Collected data entries
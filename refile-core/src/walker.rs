use crate::error::{RefileError, Result};
use globset::{Glob, GlobSet, GlobSetBuilder};
use rayon::Scope;
use std::fs;
use std::path::{Path, PathBuf};

/// A non-directory entry discovered during a walk.
#[derive(Debug, Clone, PartialEq, Eq)]
pub struct FileEntry {
    pub path: PathBuf,
    pub name: String,
    pub extension: Option<String>,
    pub is_dir: bool,
    pub is_symlink: bool,
}

impl FileEntry {
    fn new(path: PathBuf, is_symlink: bool) -> Self {
        let name = path
            .file_name()
            .map(|n| n.to_string_lossy().into_owned())
            .unwrap_or_default();
        let extension = path
            .extension()
            .map(|e| e.to_string_lossy().into_owned());

        Self {
            path,
            name,
            extension,
            is_dir: false,
            is_symlink,
        }
    }

    /// Exact, case-sensitive extension check; `INDEX.HTML` is not `html`.
    pub fn has_extension(&self, candidates: &[String]) -> bool {
        self.extension
            .as_deref()
            .is_some_and(|ext| candidates.iter().any(|c| c.trim_start_matches('.') == ext))
    }
}

#[derive(Debug, Clone, Default)]
pub struct WalkOptions {
    /// Paths relative to the root that are skipped; excluded directories are
    /// not descended into.
    pub excludes: Option<GlobSet>,
}

impl WalkOptions {
    pub fn with_excludes(patterns: &[String]) -> anyhow::Result<Self> {
        Ok(Self {
            excludes: build_globset(patterns)?,
        })
    }

    fn is_excluded(&self, root: &Path, path: &Path) -> bool {
        let Some(ref excludes) = self.excludes else {
            return false;
        };
        let relative = path.strip_prefix(root).unwrap_or(path);
        excludes.is_match(relative)
    }
}

/// Build a glob set for exclusions. A bare name without wildcards or an
/// extension (`node_modules`, `build/`) also matches everything below it.
pub fn build_globset(patterns: &[String]) -> anyhow::Result<Option<GlobSet>> {
    if patterns.is_empty() {
        return Ok(None);
    }

    let mut builder = GlobSetBuilder::new();
    for pattern in patterns {
        let trimmed = pattern.trim_end_matches('/');
        builder.add(Glob::new(trimmed)?);

        if !trimmed.contains('/') {
            builder.add(Glob::new(&format!("**/{}", trimmed))?);
        }

        if pattern.ends_with('/')
            || (!pattern.contains('*') && !pattern.contains('?') && !pattern.contains('.'))
        {
            builder.add(Glob::new(&format!("{}/**", trimmed))?);
            if !trimmed.contains('/') {
                builder.add(Glob::new(&format!("**/{}/**", trimmed))?);
            }
        }
    }
    Ok(Some(builder.build()?))
}

/// Walk every file below `root`, calling `on_file` once per file.
///
/// Siblings are dispatched as independent tasks on the current rayon pool and
/// may complete in any order. The call returns once every task has settled.
/// A failure listing a subdirectory goes to `on_error` and only loses that
/// subtree; failing to list `root` itself is returned.
pub fn walk<F, E>(root: &Path, on_file: F, on_error: E) -> Result<()>
where
    F: Fn(FileEntry) + Sync,
    E: Fn(RefileError) + Sync,
{
    walk_with(root, &WalkOptions::default(), on_file, on_error)
}

pub fn walk_with<F, E>(root: &Path, options: &WalkOptions, on_file: F, on_error: E) -> Result<()>
where
    F: Fn(FileEntry) + Sync,
    E: Fn(RefileError) + Sync,
{
    walk_listed_by(root, options, &list_dir, on_file, on_error)
}

type Lister<'a> = &'a (dyn Fn(&Path) -> Result<Vec<PathBuf>> + Sync);

fn walk_listed_by<F, E>(
    root: &Path,
    options: &WalkOptions,
    list: Lister<'_>,
    on_file: F,
    on_error: E,
) -> Result<()>
where
    F: Fn(FileEntry) + Sync,
    E: Fn(RefileError) + Sync,
{
    let children = list(root)?;
    let walk = Walk {
        root,
        options,
        list,
        on_file: &on_file,
        on_error: &on_error,
    };

    rayon::scope(|scope| {
        for child in children {
            walk.dispatch(scope, child);
        }
    });

    Ok(())
}

struct Walk<'a, F, E> {
    root: &'a Path,
    options: &'a WalkOptions,
    list: Lister<'a>,
    on_file: &'a F,
    on_error: &'a E,
}

impl<F, E> Clone for Walk<'_, F, E> {
    fn clone(&self) -> Self {
        *self
    }
}

impl<F, E> Copy for Walk<'_, F, E> {}

impl<'a, F, E> Walk<'a, F, E>
where
    F: Fn(FileEntry) + Sync,
    E: Fn(RefileError) + Sync,
{
    fn dispatch(self, scope: &Scope<'a>, path: PathBuf) {
        if self.options.is_excluded(self.root, &path) {
            return;
        }

        scope.spawn(move |scope| {
            let metadata = match fs::symlink_metadata(&path) {
                Ok(metadata) => metadata,
                Err(source) => {
                    (self.on_error)(RefileError::Stat { path, source });
                    return;
                },
            };

            if metadata.is_dir() {
                match (self.list)(&path) {
                    Ok(children) => {
                        for child in children {
                            self.dispatch(scope, child);
                        }
                    },
                    Err(err) => (self.on_error)(err),
                }
            } else {
                (self.on_file)(FileEntry::new(path, metadata.file_type().is_symlink()));
            }
        });
    }
}

/// Read a whole directory listing before anything below it is touched.
fn list_dir(dir: &Path) -> Result<Vec<PathBuf>> {
    let list_error = |source| RefileError::ListDir {
        path: dir.to_path_buf(),
        source,
    };

    fs::read_dir(dir)
        .map_err(list_error)?
        .map(|entry| entry.map(|e| e.path()).map_err(list_error))
        .collect()
}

▶ _Problem to work on_: Please reply with an exact copy of the lines above, starting at the first and ending at the line that holds "during a walk.".

▶ _Answer for this exercise_:
filename refile-core/src/walker.rs
use crate::error::{RefileError, Result};
use globset::{Glob, GlobSet, GlobSetBuilder};
use rayon::Scope;
use std::fs;
use std::path::{Path, PathBuf};

/// A non-directory entry discovered during a walk.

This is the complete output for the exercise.